The Good Side Of Regulation
The Americans With Disabilities Act Will Force Us To Use HTML The Way It
Was Intended
By - Nate Zelnick


More often than not, any turning point in technology--like any
significant historical event--is clear only in retrospect. And
determining whether events are net positive or negative can only be
determined when all of the ramifications have been explored. When Marc
Andreessen and the team at the National Center for Supercomputing
Applications snuck a simple element to add images into Mosaic--the
graphical browser that became the basis for Netscape Navigator and
Internet Explorer--it must have seemed like a minor thing. But the
unilateral creation of the IMG tag--against the wishes of the IETF's
HTML Working Group, which had hoped to find a more generic and
easier-to-implement binary object element--has cascaded into a true
disaster.


You could argue that adding graphics to the Web boosted it out of
academe and into commerce, but there are two problems with this minor
change that have been a constant brake on forward momentum. The Mosaic
team's decision to go with a kludged element syntax made the process of
building HTML parsing engines harder. But more significantly, the
decision opened a Pandora's Box of arbitrary HTML extensions that
sparked the Microsoft/Netscape arms race of proprietary tags that made
everybody's job more difficult, and more costly, today.

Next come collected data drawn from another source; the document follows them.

//! In-memory backend used by the integration tests: same contract as a real
//! adapter, plus knobs for failure injection and call counting.

use std::collections::HashMap;
use std::sync::atomic::{AtomicU64, AtomicUsize, Ordering};
use std::sync::{Arc, Mutex};

use chrono::Utc;
use tokio::sync::{broadcast, mpsc};

use jobtrack::models::{Attachment, JobDraft, JobRecord, RecordId};
use jobtrack::store::{BlobStore, JobCollection, StoreError, Subscription};

#[derive(Clone)]
pub struct MemoryStore {
    inner: Arc<Inner>,
}

struct Inner {
    records: Mutex<Vec<JobRecord>>,
    next_id: AtomicU64,
    changes: broadcast::Sender<String>,
    blobs: Mutex<HashMap<String, Vec<u8>>>,
    removed: Mutex<Vec<String>>,
    failing_uploads: Mutex<Vec<String>>,
    subscribe_error: Mutex<Option<StoreError>>,
    insert_calls: AtomicUsize,
}

impl MemoryStore {
    pub fn new() -> Self {
        let (changes, _) = broadcast::channel(32);
        Self {
            inner: Arc::new(Inner {
                records: Mutex::new(Vec::new()),
                next_id: AtomicU64::new(1),
                changes,
                blobs: Mutex::new(HashMap::new()),
                removed: Mutex::new(Vec::new()),
                failing_uploads: Mutex::new(Vec::new()),
                subscribe_error: Mutex::new(None),
                insert_calls: AtomicUsize::new(0),
            }),
        }
    }

    /// Uploads whose path contains `needle` will fail with Unavailable.
    pub fn fail_uploads_containing(&self, needle: &str) {
        self.inner
            .failing_uploads
            .lock()
            .unwrap()
            .push(needle.to_string());
    }

    /// The next subscription delivers this error as its first event.
    pub fn set_subscribe_error(&self, err: StoreError) {
        *self.inner.subscribe_error.lock().unwrap() = Some(err);
    }

    /// Inject a record as the backend would hold it, bypassing the insert
    /// path (e.g. to simulate a pending server timestamp).
    pub fn push_raw(&self, record: JobRecord) {
        let owner = record.owner_id.clone();
        self.inner.records.lock().unwrap().push(record);
        let _ = self.inner.changes.send(owner);
    }

    pub fn insert_calls(&self) -> usize {
        self.inner.insert_calls.load(Ordering::SeqCst)
    }

    pub fn stored_blob_count(&self) -> usize {
        self.inner.blobs.lock().unwrap().len()
    }

    pub fn removed_paths(&self) -> Vec<String> {
        self.inner.removed.lock().unwrap().clone()
    }

    fn snapshot(&self, owner_id: &str) -> Vec<JobRecord> {
        let mut records: Vec<JobRecord> = self
            .inner
            .records
            .lock()
            .unwrap()
            .iter()
            .filter(|r| r.owner_id == owner_id)
            .cloned()
            .collect();
        // created_at descending, newest insert first on ties
        records.sort_by(|a, b| {
            b.created_at
                .cmp(&a.created_at)
                .then_with(|| numeric_id(&b.id).cmp(&numeric_id(&a.id)))
        });
        records
    }
}

fn numeric_id(id: &RecordId) -> u64 {
    id.as_str().parse().unwrap_or(0)
}

impl JobCollection for MemoryStore {
    async fn subscribe(&self, owner_id: &str) -> Subscription {
        let (tx, rx) = mpsc::channel(16);
        let store = self.clone();
        let owner = owner_id.to_string();
        let mut changes = self.inner.changes.subscribe();
        let pending_error = self.inner.subscribe_error.lock().unwrap().take();

        tokio::spawn(async move {
            let first = match pending_error {
                Some(err) => Err(err),
                None => Ok(store.snapshot(&owner)),
            };
            if tx.send(first).await.is_err() {
                return;
            }
            loop {
                match changes.recv().await {
                    Ok(changed) if changed == owner => {
                        if tx.send(Ok(store.snapshot(&owner))).await.is_err() {
                            break;
                        }
                    }
                    Ok(_) => {}
                    Err(broadcast::error::RecvError::Lagged(_)) => {
                        if tx.send(Ok(store.snapshot(&owner))).await.is_err() {
                            break;
                        }
                    }
                    Err(broadcast::error::RecvError::Closed) => break,
                }
            }
        });

        Subscription::new(rx)
    }

    async fn insert(
        &self,
        owner_id: &str,
        draft: &JobDraft,
        attachments: &[Attachment],
    ) -> Result<RecordId, StoreError> {
        self.inner.insert_calls.fetch_add(1, Ordering::SeqCst);
        let id = RecordId::new(
            self.inner
                .next_id
                .fetch_add(1, Ordering::SeqCst)
                .to_string(),
        );
        let now = Utc::now();
        let record = JobRecord {
            id: id.clone(),
            owner_id: owner_id.to_string(),
            company: draft.company.clone(),
            role: draft.role.clone(),
            location: draft.location.clone(),
            salary: draft.salary.clone(),
            currency: draft.currency.clone(),
            status: draft.status,
            job_url: draft.job_url.clone(),
            notes: draft.notes.clone(),
            attachments: attachments.to_vec(),
            created_at: Some(now),
            updated_at: Some(now),
        };
        self.inner.records.lock().unwrap().push(record);
        let _ = self.inner.changes.send(owner_id.to_string());
        Ok(id)
    }

    async fn update(&self, id: &RecordId, draft: &JobDraft) -> Result<(), StoreError> {
        let owner = {
            let mut records = self.inner.records.lock().unwrap();
            let Some(record) = records.iter_mut().find(|r| &r.id == id) else {
                return Err(StoreError::Unknown(format!("record {} not found", id)));
            };
            record.company = draft.company.clone();
            record.role = draft.role.clone();
            record.location = draft.location.clone();
            record.salary = draft.salary.clone();
            record.currency = draft.currency.clone();
            record.status = draft.status;
            record.job_url = draft.job_url.clone();
            record.notes = draft.notes.clone();
            record.updated_at = Some(Utc::now());
            record.owner_id.clone()
        };
        let _ = self.inner.changes.send(owner);
        Ok(())
    }

    async fn delete(&self, id: &RecordId) -> Result<(), StoreError> {
        let owner = {
            let mut records = self.inner.records.lock().unwrap();
            let Some(pos) = records.iter().position(|r| &r.id == id) else {
                return Err(StoreError::Unknown(format!("record {} not found", id)));
            };
            records.remove(pos).owner_id
        };
        let _ = self.inner.changes.send(owner);
        Ok(())
    }
}

impl BlobStore for MemoryStore {
    async fn upload(&self, path: &str, bytes: &[u8]) -> Result<String, StoreError> {
        let failing = self.inner.failing_uploads.lock().unwrap();
        if failing.iter().any(|needle| path.contains(needle.as_str())) {
            return Err(StoreError::Unavailable("simulated upload failure".to_string()));
        }
        drop(failing);
        self.inner
            .blobs
            .lock()
            .unwrap()
            .insert(path.to_string(), bytes.to_vec());
        Ok(format!("mem://{}", path))
    }

    async fn remove(&self, path: &str) -> Result<(), StoreError> {
        self.inner.blobs.lock().unwrap().remove(path);
        self.inner.removed.lock().unwrap().push(path.to_string());
        Ok(())
    }
}
/// Render the main menu
pub fn render_menu(frame: &mut Frame, menu: &Menu) {
    let area = frame.area();

    let (menu_width, menu_height) = match menu.screen {
        MenuScreen::Main => (48u16, 20u16),
        MenuScreen::Settings => (44u16, 16u16),
        MenuScreen::SettingsKeys => (52u16, 24u16),
        MenuScreen::SettingsVisual | MenuScreen::SettingsGameplay => (52u16, 14u16),
    };

    let menu_area = center_rect(area, menu_width, menu_height);

    let show_big_title = menu.screen == MenuScreen::Main;
    let title_height = if show_big_title { 4u16 } else { 3u16 };

    let layout = Layout::default()
        .direction(Direction::Vertical)
        .constraints([Constraint::Length(title_height), Constraint::Min(8)])
        .split(menu_area);

    if show_big_title {
        let title_lines = vec![
            Line::styled("▀▄▀ ▀█▀ █▀▀ ▀█▀ █▀█ █▀", Style::default().fg(Color::Cyan)),
            Line::styled("█ █  █  ██▄  █  █▀▄ ▄█", Style::default().fg(Color::Cyan)),
            Line::styled("every piece is your call", Style::default().fg(Color::DarkGray)),
        ];
        let title = Paragraph::new(title_lines).alignment(Alignment::Center);
        frame.render_widget(title, layout[0]);
    } else {
        let screen_title = match menu.screen {
            MenuScreen::Settings => "SETTINGS",
            MenuScreen::SettingsKeys => "KEY BINDINGS",
            MenuScreen::SettingsVisual => "VISUAL SETTINGS",
            MenuScreen::SettingsGameplay => "GAMEPLAY SETTINGS",
            MenuScreen::Main => "XTETRS",
        };
        let title_lines = vec![
            Line::raw(""),
            Line::styled(screen_title, Style::default().fg(Color::Cyan).bold()),
        ];
        let title = Paragraph::new(title_lines).alignment(Alignment::Center);
        frame.render_widget(title, layout[0]);
    }

    let block = Block::default()
        .borders(Borders::ALL)
        .border_style(Style::default().fg(Color::Gray));
    let inner = block.inner(layout[1]);
    frame.render_widget(block, layout[1]);

    let mut lines = vec![Line::raw("")];
    for (i, item) in menu.items.iter().enumerate() {
        let is_selected = i == menu.selected;
        let is_rebinding = menu.rebinding == Some(i);
        lines.push(render_menu_item(item, is_selected, is_rebinding));
        lines.push(Line::raw(""));
    }

    lines.push(Line::styled(
        get_controls_hint(menu),
        Style::default().fg(Color::DarkGray),
    ));

    let menu_text = Paragraph::new(lines).alignment(Alignment::Center);
    frame.render_widget(menu_text, inner);
}
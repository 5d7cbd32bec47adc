//! Scoring tiers and per-player score tracking

/// Points for clearing `lines` rows in a single placement.
///
/// Anything past three rows is capped at the four-row value.
pub fn points_for_lines(lines: usize) -> u32 {
    match lines {
        0 => 0,
        1 => 1,
        2 => 3,
        3 => 6,
        _ => 12,
    }
}

/// Rows of the opponent's field to invert after clearing `lines` rows
pub fn penalty_rows_for(lines: usize) -> usize {
    match lines {
        0..=2 => 0,
        3 => 3,
        _ => 4,
    }
}

/// Running score of one player
#[derive(Debug, Clone, Default, PartialEq, Eq)]
pub struct Score {
    /// Current score
    pub points: u32,
    /// Total lines cleared
    pub lines: u32,
    /// Pieces placed
    pub pieces: u32,
}

impl Score {
    pub fn new() -> Self {
        Self::default()
    }

    /// Record a committed placement, returns the points it earned
    pub fn add_placement(&mut self, lines: usize) -> u32 {
        let points = points_for_lines(lines);
        self.points += points;
        self.lines += lines as u32;
        self.pieces += 1;
        points
    }

    /// Label shown for a clear of `lines` rows
    pub fn clear_name(lines: usize) -> Option<&'static str> {
        match lines {
            0 => None,
            1 => Some("Single"),
            2 => Some("Double"),
            3 => Some("Triple"),
            _ => Some("Tetris"),
        }
    }
}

Groups like the Web Standards Project were formed ages ago to yell at
browser makers and explain why standards are vital. But I bring it up
again because we're quickly approaching an event that will make all the
ramifications of the Mosaic error much clearer. By the time you read
this, the federal government will have issued requirements for making
all government Web sites compliant with the Americans With Disabilities
Act. The Justice Department has already decided that Web sites aren't
exempt from the ADA and must provide a way to present data to visually
impaired users.


If you've ever browsed the Web using a text-to-speech converter, you
know that most Web pages parse as an endless repetition of the words
"Table" and "IMG," reflecting the desperate lengths designers go to in a
futile attempt to control page rendering. Bringing pages into ADA
compliance is going to rock a lot of boats, but it will also close the
standards gap that Mosaic opened.


Since the easiest way to make pages accessible will be to separate the
content of a page from how it is presented (which is how HTML was
designed to work), ADA compliance will also mean that delivering content
to cell phones, TVs, and other devices will simply mean putting a page
into the right format for the device when it's requested.


You'll hear a lot of whining from big Web sites. They'll say the cost of
compliance is too high and that it will kill e-commerce. That's
short-term rhetoric: When we look back at this change a few years hence,
we'll wonder why we didn't do this in the first place.